Crafty Christmas Cards

By Simone Slykhous

November 6, 2016 5 min read

As Jim Reeves sang, "there's an old Christmas card in an old dusty trunk. And it brings back sweet mem'ries dear to me." Christmas cards are an easy and considerate way to let your loved ones know you're thinking of them during the holiday season.

It's always a pleasant surprise to see a personal card or letter tucked into the usual mound of bills and junk mail. But while cards carry sentimental value, they can easily become clutter -- taking up space in drawers or turning into piles on kitchen counters. Researchers at the Princeton University Neuroscience Institute have found that "multiple stimuli present in the visual field at the same time compete for neural representation." To translate this into layman's terms, having a cluttered space limits your ability to focus on one thing. This means decreased productivity and reduced attention spans. The findings of this study are corroborated by a recent online poll sponsored by The Huffington Post. According to the poll, 84 percent of Americans who say that they are stressed worry that their homes aren't clean or organized enough.

With the holidays causing enough stress, there's no need to pile on more. However, for people who wish to keep the dear memories that their old Christmas or holiday cards elicit, throwing them away can be difficult or seem wasteful. Luckily, there are a multitude of ways to repurpose Christmas and holiday cards.

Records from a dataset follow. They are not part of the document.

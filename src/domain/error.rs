use thiserror::Error;

/// Core domain errors
#[derive(Debug, Error)]
pub enum DomainError {
    #[error("Not found: {message}")]
    NotFound { message: String },

    #[error("Validation error: {message}")]
    Validation { message: String },

    #[error("Store error: {message}")]
    Store { message: String },

    #[error("Upstream error: {provider} - {message}")]
    Upstream { provider: String, message: String },

    #[error("Configuration error: {message}")]
    Configuration { message: String },

    #[error("Internal error: {message}")]
    Internal { message: String },
}

impl DomainError {
    pub fn not_found(message: impl Into<String>) -> Self {
        Self::NotFound {
            message: message.into(),
        }
    }

    pub fn validation(message: impl Into<String>) -> Self {
        Self::Validation {
            message: message.into(),
        }
    }

    pub fn store(message: impl Into<String>) -> Self {
        Self::Store {
            message: message.into(),
        }
    }

    pub fn upstream(provider: impl Into<String>, message: impl Into<String>) -> Self {
        Self::Upstream {
            provider: provider.into(),
            message: message.into(),
        }
    }

    pub fn configuration(message: impl Into<String>) -> Self {
        Self::Configuration {
            message: message.into(),
        }
    }

    pub fn internal(message: impl Into<String>) -> Self {
        Self::Internal {
            message: message.into(),
        }
    }
}

#[cfg(test)]
mod tests {
    use super::*;

    #[test]
    fn test_not_found_error() {
        let error = DomainError::not_found("Image not found in gallery");
        assert_eq!(error.to_string(), "Not found: Image not found in gallery");
    }

    #[test]
    fn test_validation_error() {
        let error = DomainError::validation("Missing required fields");
        assert_eq!(error.to_string(), "Validation error: Missing required fields");
    }

    #[test]
    fn test_upstream_error() {
        let error = DomainError::upstream("together", "HTTP 500");
        assert_eq!(error.to_string(), "Upstream error: together - HTTP 500");
    }
}
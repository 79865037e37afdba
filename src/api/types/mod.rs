//! HTTP request and response types

pub mod error;
pub mod gallery;
pub mod image;
pub mod json;

pub use error::{ApiError, ApiErrorResponse};
pub use gallery::{DeleteGalleryBody, GalleryImageBody, SuccessResponse};
pub use image::GenerateImagesBody;
pub use json::Json;
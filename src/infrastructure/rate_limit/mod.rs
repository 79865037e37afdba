//! Rate limit infrastructure

mod rate_limiter;

pub use rate_limiter::RateLimiter;
//! Image provider configuration

use serde::{Deserialize, Serialize};

pub const DEFAULT_TOGETHER_BASE_URL: &str = "https://api.together.xyz/v1";
pub const DEFAULT_OBSERVABILITY_BASE_URL: &str = "https://together.helicone.ai/v1";
pub const DEFAULT_IMAGE_MODEL: &str = "black-forest-labs/FLUX.1-schnell";

/// Upstream image generation settings
#[derive(Debug, Clone, PartialEq, Eq, Serialize, Deserialize)]
#[serde(default)]
pub struct ImageConfig {
    /// Provider API base URL
    pub base_url: String,
    /// Default credential, overridable per request
    pub api_key: Option<String>,
    pub model: String,
    pub width: u32,
    pub height: u32,
    pub steps: u32,
    /// Seed used when consistency mode is requested
    pub consistency_seed: u64,
    pub timeout_secs: u64,
    /// Routes requests through the observability proxy when set
    pub observability_api_key: Option<String>,
    pub observability_base_url: String,
}

impl Default for ImageConfig {
    fn default() -> Self {
        Self {
            base_url: DEFAULT_TOGETHER_BASE_URL.to_string(),
            api_key: None,
            model: DEFAULT_IMAGE_MODEL.to_string(),
            width: 1024,
            height: 768,
            steps: 3,
            consistency_seed: 123,
            timeout_secs: 60,
            observability_api_key: None,
            observability_base_url: DEFAULT_OBSERVABILITY_BASE_URL.to_string(),
        }
    }
}

impl ImageConfig {
    pub fn with_base_url(mut self, url: impl Into<String>) -> Self {
        self.base_url = url.into();
        self
    }

    pub fn with_api_key(mut self, key: impl Into<String>) -> Self {
        self.api_key = Some(key.into());
        self
    }

    pub fn with_observability(
        mut self,
        api_key: impl Into<String>,
        base_url: impl Into<String>,
    ) -> Self {
        self.observability_api_key = Some(api_key.into());
        self.observability_base_url = base_url.into();
        self
    }

    /// Default credential, ignoring blank values
    pub fn default_api_key(&self) -> Option<&str> {
        self.api_key.as_deref().filter(|k| !k.trim().is_empty())
    }
}

#[cfg(test)]
mod tests {
    use super::*;

    #[test]
    fn test_defaults_match_provider_settings() {
        let config = ImageConfig::default();

        assert_eq!(config.model, "black-forest-labs/FLUX.1-schnell");
        assert_eq!((config.width, config.height), (1024, 768));
        assert_eq!(config.steps, 3);
        assert_eq!(config.consistency_seed, 123);
    }

    #[test]
    fn test_blank_default_key_is_ignored() {
        assert_eq!(ImageConfig::default().with_api_key("  ").default_api_key(), None);
        assert_eq!(
            ImageConfig::default().with_api_key("key").default_api_key(),
            Some("key")
        );
    }
}
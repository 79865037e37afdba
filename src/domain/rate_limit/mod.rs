//! Rate limit domain - Daily fixed-window limits per client

mod config;

pub use config::{FailurePolicy, RateLimitConfig, RateLimitDecision};

/// Identifier used when the client address cannot be determined
pub const FALLBACK_IDENTIFIER: &str = "0.0.0.0";
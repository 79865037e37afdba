//! Redis store implementation

use std::fmt;
use std::time::Duration;

use async_trait::async_trait;
use redis::aio::ConnectionManager;
use redis::{AsyncCommands, Client};

use crate::domain::{DomainError, KeyValueStore};

/// Configuration for the Redis store
#[derive(Debug, Clone)]
pub struct RedisStoreConfig {
    /// Redis connection URL (e.g., "redis://127.0.0.1:6379")
    pub url: String,
    /// Connection timeout
    pub connection_timeout: Duration,
}

impl RedisStoreConfig {
    pub fn new(url: impl Into<String>) -> Self {
        Self {
            url: url.into(),
            connection_timeout: Duration::from_secs(5),
        }
    }

    pub fn with_connection_timeout(mut self, timeout: Duration) -> Self {
        self.connection_timeout = timeout;
        self
    }
}

/// Redis-backed store
///
/// Sorted sets map to ZADD / ZRANGE / ZREM and counters to INCR / EXPIRE,
/// all through a shared `ConnectionManager`.
#[derive(Clone)]
pub struct RedisStore {
    connection: ConnectionManager,
}

impl fmt::Debug for RedisStore {
    fn fmt(&self, f: &mut fmt::Formatter<'_>) -> fmt::Result {
        f.debug_struct("RedisStore")
            .field("connection", &"<ConnectionManager>")
            .finish()
    }
}

impl RedisStore {
    /// Connects to Redis, failing if the connection is not up within the timeout
    pub async fn connect(config: &RedisStoreConfig) -> Result<Self, DomainError> {
        let client = Client::open(config.url.as_str())
            .map_err(|e| DomainError::store(format!("Failed to create Redis client: {}", e)))?;

        let connection = tokio::time::timeout(
            config.connection_timeout,
            ConnectionManager::new(client),
        )
        .await
        .map_err(|_| {
            DomainError::store(format!(
                "Timed out connecting to Redis after {:?}",
                config.connection_timeout
            ))
        })?
        .map_err(|e| DomainError::store(format!("Failed to connect to Redis: {}", e)))?;

        Ok(Self { connection })
    }
}

#[async_trait]
impl KeyValueStore for RedisStore {
    async fn append(&self, set_key: &str, score: i64, member: &str) -> Result<(), DomainError> {
        let mut conn = self.connection.clone();

        let _: i64 = conn.zadd(set_key, member, score).await.map_err(|e| {
            DomainError::store(format!("Failed to add member to '{}': {}", set_key, e))
        })?;

        Ok(())
    }

    async fn range_latest(&self, set_key: &str, count: usize) -> Result<Vec<String>, DomainError> {
        if count == 0 {
            return Ok(Vec::new());
        }

        let mut conn = self.connection.clone();
        let stop = count as isize - 1;

        conn.zrevrange(set_key, 0, stop).await.map_err(|e| {
            DomainError::store(format!("Failed to read latest members of '{}': {}", set_key, e))
        })
    }

    async fn range_all(&self, set_key: &str) -> Result<Vec<String>, DomainError> {
        let mut conn = self.connection.clone();

        conn.zrange(set_key, 0, -1).await.map_err(|e| {
            DomainError::store(format!("Failed to read members of '{}': {}", set_key, e))
        })
    }

    async fn remove(&self, set_key: &str, member: &str) -> Result<bool, DomainError> {
        let mut conn = self.connection.clone();

        let removed: i64 = conn.zrem(set_key, member).await.map_err(|e| {
            DomainError::store(format!("Failed to remove member from '{}': {}", set_key, e))
        })?;

        Ok(removed > 0)
    }

    async fn increment(&self, counter_key: &str) -> Result<i64, DomainError> {
        let mut conn = self.connection.clone();

        conn.incr(counter_key, 1i64).await.map_err(|e| {
            DomainError::store(format!("Failed to increment '{}': {}", counter_key, e))
        })
    }

    async fn expire(&self, counter_key: &str, ttl: Duration) -> Result<bool, DomainError> {
        let mut conn = self.connection.clone();
        let ttl_secs = ttl.as_secs().max(1) as i64;

        conn.expire(counter_key, ttl_secs).await.map_err(|e| {
            DomainError::store(format!("Failed to set TTL for '{}': {}", counter_key, e))
        })
    }

    fn backend_name(&self) -> &'static str {
        "redis"
    }
}

#[cfg(test)]
mod tests {
    use super::*;

    // These tests require a running Redis instance
    // Run with: cargo test -- --ignored

    async fn connect() -> RedisStore {
        RedisStore::connect(&RedisStoreConfig::new("redis://127.0.0.1:6379"))
            .await
            .unwrap()
    }

    #[tokio::test]
    #[ignore = "Requires running Redis instance"]
    async fn test_redis_sorted_set_roundtrip() {
        let store = connect().await;
        let key = format!("test:gallery:{}", uuid::Uuid::new_v4());

        store.append(&key, 1, "old").await.unwrap();
        store.append(&key, 2, "new").await.unwrap();

        assert_eq!(store.range_latest(&key, 1).await.unwrap(), vec!["new"]);
        assert_eq!(store.range_all(&key).await.unwrap(), vec!["old", "new"]);

        assert!(store.remove(&key, "old").await.unwrap());
        assert!(store.remove(&key, "new").await.unwrap());
    }

    #[tokio::test]
    #[ignore = "Requires running Redis instance"]
    async fn test_redis_increment_and_expire() {
        let store = connect().await;
        let key = format!("test:counter:{}", uuid::Uuid::new_v4());

        assert_eq!(store.increment(&key).await.unwrap(), 1);
        assert_eq!(store.increment(&key).await.unwrap(), 2);
        assert!(store.expire(&key, Duration::from_secs(5)).await.unwrap());
    }

    #[tokio::test]
    async fn test_connect_rejects_invalid_url() {
        let result = RedisStore::connect(&RedisStoreConfig::new("not-a-url")).await;
        assert!(result.is_err());
    }
}
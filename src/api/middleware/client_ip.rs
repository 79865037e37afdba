//! Client identifier resolution for rate limiting

use axum::http::HeaderMap;

use crate::domain::rate_limit::FALLBACK_IDENTIFIER;

/// Resolve the caller's address from proxy headers.
///
/// Uses the first `X-Forwarded-For` entry, then `X-Real-IP`, then a fixed
/// fallback so that unidentifiable callers share one bucket.
pub fn client_identifier(headers: &HeaderMap) -> String {
    let forwarded = headers
        .get("x-forwarded-for")
        .and_then(|v| v.to_str().ok())
        .and_then(|v| v.split(',').next())
        .map(str::trim)
        .filter(|v| !v.is_empty());

    if let Some(ip) = forwarded {
        return ip.to_string();
    }

    headers
        .get("x-real-ip")
        .and_then(|v| v.to_str().ok())
        .map(str::trim)
        .filter(|v| !v.is_empty())
        .unwrap_or(FALLBACK_IDENTIFIER)
        .to_string()
}
use serde::Deserialize;

use crate::domain::gallery::GalleryConfig;
use crate::domain::image::ImageConfig;
use crate::domain::RateLimitConfig;
use crate::infrastructure::store::StoreConfig;

/// Application configuration
#[derive(Debug, Clone, Deserialize, Default)]
#[serde(default)]
pub struct AppConfig {
    pub server: ServerConfig,
    pub logging: LoggingConfig,
    pub store: StoreConfig,
    pub rate_limit: RateLimitConfig,
    pub gallery: GalleryConfig,
    pub image: ImageConfig,
    pub geo_block: GeoBlockConfig,
}

#[derive(Debug, Clone, Deserialize)]
#[serde(default)]
pub struct ServerConfig {
    pub host: String,
    pub port: u16,
}

#[derive(Debug, Clone, Deserialize)]
#[serde(default)]
pub struct LoggingConfig {
    pub level: String,
    pub format: LogFormat,
}

#[derive(Debug, Clone, Deserialize, Default, PartialEq, Eq)]
#[serde(rename_all = "lowercase")]
pub enum LogFormat {
    #[default]
    Pretty,
    Json,
}

/// Country-based request blocking
#[derive(Debug, Clone, Deserialize, PartialEq, Eq)]
#[serde(default)]
pub struct GeoBlockConfig {
    /// Header carrying the ISO country code set by the edge proxy
    pub country_header: String,
    /// Country codes that receive 403
    pub blocked_countries: Vec<String>,
}

impl Default for ServerConfig {
    fn default() -> Self {
        Self {
            host: "0.0.0.0".to_string(),
            port: 8080,
        }
    }
}

impl Default for LoggingConfig {
    fn default() -> Self {
        Self {
            level: "info".to_string(),
            format: LogFormat::default(),
        }
    }
}

impl Default for GeoBlockConfig {
    fn default() -> Self {
        Self {
            country_header: "x-vercel-ip-country".to_string(),
            blocked_countries: Vec::new(),
        }
    }
}

impl AppConfig {
    /// Load from config files and `APP__`-prefixed environment variables,
    /// then apply the conventional provider variables
    pub fn load() -> Result<Self, config::ConfigError> {
        let config = config::Config::builder()
            .add_source(config::File::with_name("config/default").required(false))
            .add_source(config::File::with_name("config/local").required(false))
            .add_source(
                config::Environment::with_prefix("APP")
                    .separator("__")
                    .list_separator(",")
                    .with_list_parse_key("geo_block.blocked_countries")
                    .try_parsing(true),
            )
            .build()?;

        let mut app_config: Self = config.try_deserialize()?;
        app_config.apply_env_overrides(|name| std::env::var(name).ok());
        Ok(app_config)
    }

    /// Apply `REDIS_URL`, `TOGETHER_API_KEY` and `HELICONE_API_KEY`
    pub fn apply_env_overrides<F>(&mut self, lookup: F)
    where
        F: Fn(&str) -> Option<String>,
    {
        if let Some(url) = lookup("REDIS_URL") {
            self.store.redis_url = Some(url);
        }

        if let Some(key) = lookup("TOGETHER_API_KEY") {
            self.image.api_key = Some(key);
        }

        if let Some(key) = lookup("HELICONE_API_KEY").filter(|k| !k.is_empty()) {
            self.image.observability_api_key = Some(key);
        }
    }
}

#[cfg(test)]
mod tests {
    use super::*;
    use crate::domain::FailurePolicy;
    use std::collections::HashMap;

    #[test]
    fn test_defaults() {
        let config = AppConfig::default();

        assert_eq!(config.server.port, 8080);
        assert_eq!(config.logging.format, LogFormat::Pretty);
        assert_eq!(config.rate_limit.requests_per_day, 100);
        assert_eq!(config.gallery.list_limit, 50);
        assert_eq!(config.geo_block.country_header, "x-vercel-ip-country");
        assert!(config.geo_block.blocked_countries.is_empty());
        assert!(config.store.redis_url.is_none());
    }

    #[test]
    fn test_partial_sections_deserialize() {
        let config: AppConfig = serde_json::from_str(
            r#"{
                "server": { "port": 3000 },
                "rate_limit": { "failure_policy": "fail_closed" },
                "geo_block": { "blocked_countries": ["RU"] }
            }"#,
        )
        .unwrap();

        assert_eq!(config.server.port, 3000);
        assert_eq!(config.server.host, "0.0.0.0");
        assert_eq!(config.rate_limit.failure_policy, FailurePolicy::FailClosed);
        assert_eq!(config.geo_block.blocked_countries, vec!["RU"]);
    }

    #[test]
    fn test_env_overrides() {
        let vars: HashMap<&str, &str> = HashMap::from([
            ("REDIS_URL", "redis://cache:6379"),
            ("TOGETHER_API_KEY", "together-key"),
            ("HELICONE_API_KEY", ""),
        ]);

        let mut config = AppConfig::default();
        config.apply_env_overrides(|name| vars.get(name).map(|v| v.to_string()));

        assert_eq!(config.store.redis_url.as_deref(), Some("redis://cache:6379"));
        assert_eq!(config.image.api_key.as_deref(), Some("together-key"));
        assert!(config.image.observability_api_key.is_none());
    }
}
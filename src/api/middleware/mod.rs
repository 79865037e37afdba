//! API middleware components

pub mod client_ip;
pub mod geo_block;
pub mod logging;

pub use client_ip::client_identifier;
pub use geo_block::geo_block_middleware;
pub use logging::logging_middleware;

For the doodlers on your Christmas list, consider making a themed notepad. Simply staple the front page of an old Christmas card to a stack of scrap paper. These notepads can be stashed in a purse, by the phone or at the office. Any time they need to jot down a few things, they'll think of you. Similarly, bookmarks are an easy way to repurpose cards. Cut out fun shapes from card covers and add some ribbon through a hole punched at the top. If you're giving them to a child, consider laminating the bookmarks so that they don't easily tear or break down.

A staple of the holiday season, decorative Christmas villages adorn department-store shelves and household tables. These displays have a rich history, dating back to the Renaissance. According to Family Christmas Online, "In areas settled by German-speaking Moravians, the seasonal 'communities' were called 'putzes,' from the German word for 'put,' 'set up,' or 'putter.' Moravian families (and eventually many others) would set out displays early in the season and tweak, or 'putz around' with them right up until Christmas." You can make your own miniature putz villages out of old cards. First, pick a card that is large enough to fit a pattern. The Little Glitter Houses website has a great variety of patterns to choose from, and easy instructions to follow. You'll need a box cutter, scissors, glue and tape. Glitter, stickers and other add-ons are optional but encouraged.

Cards can also be repurposed to make gift tags. This will cut down on wrapping costs and waste. If you're giving goods in cans or jars, use the lid of the jar to trace a circle around a Christmas card of your choosing. Cut out the circle, and glue it to the top of the jar. Tie a ribbon around the jar for an added pop of color.

If you're looking to cut down on paper waste, there are alternatives to sending a classic Christmas card. According to the market research firm of IBISWorld, e-cards are a $290 million business. Though it doesn't yet compare to the $8 billion greeting card industry, electronic cards are growing rapidly in popularity and personalization. Paperless Post does a great job of giving your loved ones the experience of opening a greeting card, with the added bonus of music or animation. There's also a smaller carbon footprint. Plantable cards are another option. Made from seed paper, these cards, once planted by the recipient, can grow into beautiful flowers.

Lastly, St. Jude's Ranch for Children has created a recycled card program. It welcomes greeting cards from every occasion, and repackages them to sell to support cancer research. By donating, you're contributing to a great cause and reducing clutter. And your holiday memories will stay with you.